Stored dataset items
════════════════════

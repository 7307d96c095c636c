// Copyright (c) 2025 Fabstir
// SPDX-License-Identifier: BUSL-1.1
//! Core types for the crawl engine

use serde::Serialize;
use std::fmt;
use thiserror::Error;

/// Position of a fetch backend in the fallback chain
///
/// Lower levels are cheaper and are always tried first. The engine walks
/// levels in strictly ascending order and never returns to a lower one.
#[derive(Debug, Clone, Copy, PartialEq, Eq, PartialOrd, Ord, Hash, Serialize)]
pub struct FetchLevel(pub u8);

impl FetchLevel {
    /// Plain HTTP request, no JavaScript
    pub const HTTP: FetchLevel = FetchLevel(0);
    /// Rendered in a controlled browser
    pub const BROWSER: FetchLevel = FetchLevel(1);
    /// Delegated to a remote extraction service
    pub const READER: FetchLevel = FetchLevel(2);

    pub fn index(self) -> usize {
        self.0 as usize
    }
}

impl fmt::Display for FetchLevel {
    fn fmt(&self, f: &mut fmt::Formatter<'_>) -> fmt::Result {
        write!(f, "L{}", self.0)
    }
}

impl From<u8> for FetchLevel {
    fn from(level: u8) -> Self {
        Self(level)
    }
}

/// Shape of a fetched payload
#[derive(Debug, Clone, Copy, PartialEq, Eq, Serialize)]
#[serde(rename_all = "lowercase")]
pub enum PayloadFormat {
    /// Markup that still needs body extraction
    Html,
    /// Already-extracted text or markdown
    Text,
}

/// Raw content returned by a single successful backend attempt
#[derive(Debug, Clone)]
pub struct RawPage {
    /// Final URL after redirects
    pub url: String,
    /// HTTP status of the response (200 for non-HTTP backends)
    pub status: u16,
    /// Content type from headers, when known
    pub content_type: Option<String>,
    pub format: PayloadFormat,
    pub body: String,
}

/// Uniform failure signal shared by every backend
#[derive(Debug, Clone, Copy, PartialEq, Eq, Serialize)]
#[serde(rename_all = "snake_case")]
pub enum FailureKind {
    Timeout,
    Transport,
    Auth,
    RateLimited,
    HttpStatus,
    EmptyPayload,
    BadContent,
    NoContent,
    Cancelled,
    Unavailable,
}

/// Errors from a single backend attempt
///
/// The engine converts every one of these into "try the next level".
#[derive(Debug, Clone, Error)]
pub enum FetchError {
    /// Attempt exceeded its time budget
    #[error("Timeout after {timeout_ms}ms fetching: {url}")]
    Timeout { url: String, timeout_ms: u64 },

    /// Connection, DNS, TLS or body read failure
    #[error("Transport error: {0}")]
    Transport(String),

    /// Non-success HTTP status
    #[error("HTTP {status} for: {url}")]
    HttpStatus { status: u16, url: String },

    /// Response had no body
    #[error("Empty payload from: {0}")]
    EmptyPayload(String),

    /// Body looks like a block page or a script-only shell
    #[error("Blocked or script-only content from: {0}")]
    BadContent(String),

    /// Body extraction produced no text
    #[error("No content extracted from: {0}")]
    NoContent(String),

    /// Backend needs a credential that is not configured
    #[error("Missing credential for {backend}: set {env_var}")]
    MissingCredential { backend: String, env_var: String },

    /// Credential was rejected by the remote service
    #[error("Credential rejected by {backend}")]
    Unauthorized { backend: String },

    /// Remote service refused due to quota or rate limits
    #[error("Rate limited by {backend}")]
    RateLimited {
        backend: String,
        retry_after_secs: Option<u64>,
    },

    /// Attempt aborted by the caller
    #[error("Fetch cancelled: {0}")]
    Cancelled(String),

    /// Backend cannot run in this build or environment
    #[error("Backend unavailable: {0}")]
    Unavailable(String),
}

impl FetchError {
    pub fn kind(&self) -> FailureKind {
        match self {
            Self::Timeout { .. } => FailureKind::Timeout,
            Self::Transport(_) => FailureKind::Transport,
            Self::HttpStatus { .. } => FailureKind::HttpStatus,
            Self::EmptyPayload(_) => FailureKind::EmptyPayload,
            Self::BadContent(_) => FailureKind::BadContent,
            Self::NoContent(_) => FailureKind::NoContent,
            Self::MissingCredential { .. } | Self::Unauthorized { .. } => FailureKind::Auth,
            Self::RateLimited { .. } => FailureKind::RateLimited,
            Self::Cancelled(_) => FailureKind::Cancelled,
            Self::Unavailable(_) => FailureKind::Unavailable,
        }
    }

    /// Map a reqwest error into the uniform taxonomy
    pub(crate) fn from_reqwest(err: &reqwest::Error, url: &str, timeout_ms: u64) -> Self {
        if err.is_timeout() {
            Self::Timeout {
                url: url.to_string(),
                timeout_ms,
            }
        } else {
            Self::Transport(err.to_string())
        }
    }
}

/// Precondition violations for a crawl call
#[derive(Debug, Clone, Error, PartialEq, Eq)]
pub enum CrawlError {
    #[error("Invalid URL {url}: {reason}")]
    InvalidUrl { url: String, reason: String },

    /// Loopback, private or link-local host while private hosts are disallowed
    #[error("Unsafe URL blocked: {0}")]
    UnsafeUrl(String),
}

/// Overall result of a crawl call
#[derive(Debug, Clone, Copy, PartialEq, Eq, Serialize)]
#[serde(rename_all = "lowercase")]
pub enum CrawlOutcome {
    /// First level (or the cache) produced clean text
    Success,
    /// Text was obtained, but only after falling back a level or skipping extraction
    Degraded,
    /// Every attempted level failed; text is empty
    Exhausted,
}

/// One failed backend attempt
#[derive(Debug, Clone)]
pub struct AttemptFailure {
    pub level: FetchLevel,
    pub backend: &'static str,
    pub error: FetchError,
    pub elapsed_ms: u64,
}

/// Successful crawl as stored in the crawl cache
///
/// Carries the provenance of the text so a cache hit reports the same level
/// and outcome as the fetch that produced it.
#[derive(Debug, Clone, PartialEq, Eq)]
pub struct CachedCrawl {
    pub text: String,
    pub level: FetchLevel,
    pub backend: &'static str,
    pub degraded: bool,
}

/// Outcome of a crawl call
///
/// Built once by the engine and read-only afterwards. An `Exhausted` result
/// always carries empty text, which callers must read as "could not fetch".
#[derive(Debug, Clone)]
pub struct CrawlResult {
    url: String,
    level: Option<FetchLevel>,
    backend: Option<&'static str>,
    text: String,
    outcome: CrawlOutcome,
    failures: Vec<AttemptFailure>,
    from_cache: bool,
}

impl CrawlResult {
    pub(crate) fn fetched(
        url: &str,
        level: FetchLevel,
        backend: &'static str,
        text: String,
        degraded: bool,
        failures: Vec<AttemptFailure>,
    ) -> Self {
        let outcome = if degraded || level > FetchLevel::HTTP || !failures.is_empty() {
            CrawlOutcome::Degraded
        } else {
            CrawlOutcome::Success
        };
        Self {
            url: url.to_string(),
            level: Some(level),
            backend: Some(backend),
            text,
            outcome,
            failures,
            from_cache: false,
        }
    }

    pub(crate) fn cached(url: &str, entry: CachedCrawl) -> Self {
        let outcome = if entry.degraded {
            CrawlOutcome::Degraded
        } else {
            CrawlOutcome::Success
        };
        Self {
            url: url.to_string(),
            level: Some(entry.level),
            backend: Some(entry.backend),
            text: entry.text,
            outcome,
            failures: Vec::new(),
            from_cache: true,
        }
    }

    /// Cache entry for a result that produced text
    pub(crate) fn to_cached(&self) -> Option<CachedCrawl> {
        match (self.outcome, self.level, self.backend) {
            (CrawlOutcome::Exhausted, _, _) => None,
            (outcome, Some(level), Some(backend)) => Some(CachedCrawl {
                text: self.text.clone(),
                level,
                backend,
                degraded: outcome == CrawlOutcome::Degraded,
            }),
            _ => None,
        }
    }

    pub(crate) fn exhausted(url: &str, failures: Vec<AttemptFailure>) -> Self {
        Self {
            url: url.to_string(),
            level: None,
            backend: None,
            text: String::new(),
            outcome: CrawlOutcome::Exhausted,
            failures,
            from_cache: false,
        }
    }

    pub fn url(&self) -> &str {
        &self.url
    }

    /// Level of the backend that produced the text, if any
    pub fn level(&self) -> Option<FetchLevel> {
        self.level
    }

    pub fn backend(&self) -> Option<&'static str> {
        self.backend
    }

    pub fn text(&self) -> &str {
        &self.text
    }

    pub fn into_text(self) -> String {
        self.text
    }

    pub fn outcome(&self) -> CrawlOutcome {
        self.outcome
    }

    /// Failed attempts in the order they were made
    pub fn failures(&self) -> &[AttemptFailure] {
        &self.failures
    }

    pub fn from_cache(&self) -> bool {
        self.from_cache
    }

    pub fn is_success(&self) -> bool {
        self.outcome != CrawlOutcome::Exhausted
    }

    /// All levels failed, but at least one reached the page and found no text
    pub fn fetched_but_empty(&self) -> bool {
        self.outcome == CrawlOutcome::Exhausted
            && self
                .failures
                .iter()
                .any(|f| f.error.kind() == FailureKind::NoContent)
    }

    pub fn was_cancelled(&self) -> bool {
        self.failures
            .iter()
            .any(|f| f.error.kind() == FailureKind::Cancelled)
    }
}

════════════════════

Assigned task => Look through the entries for lines containing the word "crate" and return each one.

Answer box =>
    pub(crate) fn from_reqwest(err: &reqwest::Error, url: &str, timeout_ms: u64) -> Self {
    pub(crate) fn fetched(
    pub(crate) fn cached(url: &str, entry: CachedCrawl) -> Self {
    pub(crate) fn to_cached(&self) -> Option<CachedCrawl> {
    pub(crate) fn exhausted(url: &str, failures: Vec<AttemptFailure>) -> Self {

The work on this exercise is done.